This is a guest post by Jimmy Whitaker, senior data science evangelist at Pachyderm
In the last few years, DevOps has begun to shift—from a culture of continuous integration and continuous deployment (CI/CD) best practices to leveraging Git-based techniques to manage software deployments. This transition has made software less error prone, more scalable, and has increased collaboration by making DevOps more developer-centric.
At its heart, this simplification lets developers use the same powerful version control system they’re used to with Git as a way to deliver infrastructure as code, documentation, and even Kubernetes configurations. It works by using Git as a single source of truth, letting you build robust declarative apps and infrastructure with ease. But when it comes to machine learning applications, DevOps gets much more complex.
The kinds of problems we face in machine learning are fundamentally different than the ones we face in traditional software coding. Functional issues, like race conditions, infinite loops, and buffer overflows, don’t come into play with machine learning models. Instead, errors come from edge cases, lack of data coverage, adversarial assault on the logic of a model, or overfitting. Edge cases are the reason so many organizations are racing to build AI Red Teams to diagnose problems before things go horribly wrong.

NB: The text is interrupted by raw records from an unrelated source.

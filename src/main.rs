//! Billing relay entry point.
//!
//! Startup sequence: load `.env`, load and validate configuration,
//! initialize tracing, construct the singleton provider clients, build
//! the router, and serve.

use std::sync::Arc;

use tracing_subscriber::EnvFilter;

use billing_relay::adapters::auth::{ClerkConfig, ClerkIdentityStore, ClerkSessionValidator};
use billing_relay::adapters::http::{app_router, BillingAppState};
use billing_relay::adapters::polar::{PolarConfig, PolarEnvironment, PolarPaymentAdapter};
use billing_relay::application::handlers::billing::success_redirect_url;
use billing_relay::config::AppConfig;
use billing_relay::ports::{IdentityStore, PaymentProvider, SessionValidator};

#[tokio::main]
async fn main() -> Result<(), Box<dyn std::error::Error>> {
    let config = AppConfig::load()?;
    config.validate()?;

    tracing_subscriber::fmt()
        .with_env_filter(EnvFilter::new(&config.server.log_level))
        .init();

    // Identity provider clients (process-wide singletons)
    let mut clerk_config = ClerkConfig::new(&config.auth.clerk_issuer)
        .with_cache_duration(config.auth.jwks_cache_ttl());
    if let Some(party) = &config.auth.authorized_party {
        clerk_config = clerk_config.with_authorized_party(party);
    }
    let validator: Arc<dyn SessionValidator> = Arc::new(ClerkSessionValidator::new(clerk_config));
    let identity_store: Arc<dyn IdentityStore> =
        Arc::new(ClerkIdentityStore::new(&config.auth.clerk_secret_key));

    // Payment provider client
    let polar_environment = if config.payment.is_sandbox() {
        PolarEnvironment::Sandbox
    } else {
        PolarEnvironment::Production
    };
    let polar_config = PolarConfig::new(
        &config.payment.polar_access_token,
        &config.payment.polar_webhook_secret,
    )
    .with_environment(polar_environment);
    let payment_provider: Arc<dyn PaymentProvider> =
        Arc::new(PolarPaymentAdapter::new(polar_config));

    let state = BillingAppState {
        payment_provider,
        identity_store,
        checkout_success_url: success_redirect_url(&config.server.frontend_base_url),
    };

    let app = app_router(state, validator, &config.server.cors_origins_list());

    let addr = config.server.socket_addr();
    let listener = tokio::net::TcpListener::bind(addr).await?;
    tracing::info!(%addr, environment = ?config.server.environment, "billing-relay listening");

    axum::serve(listener, app).await?;

    Ok(())
}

It’s simply not enough to port your CI/CD and infrastructure code to machine learning workflows and call it done. Handling this new generation of machine learning operations (MLOps) problems requires a brand new set of tools that focus on the gap between code-focused operations and MLOps. The key difference is data. We need to version our data and datasets in tandem with the code. That means we need tools that specifically focus on data versioning, model training, production monitoring, and many others unique to the challenges of machine learning at scale.
Luckily, we have a strong tool for MLOps that does seamless data version control: Pachyderm. When we link the power of Pachyderm to our declarative Git-based workflows, we can bring the smooth flow of CI/CD to the world of machine learning models.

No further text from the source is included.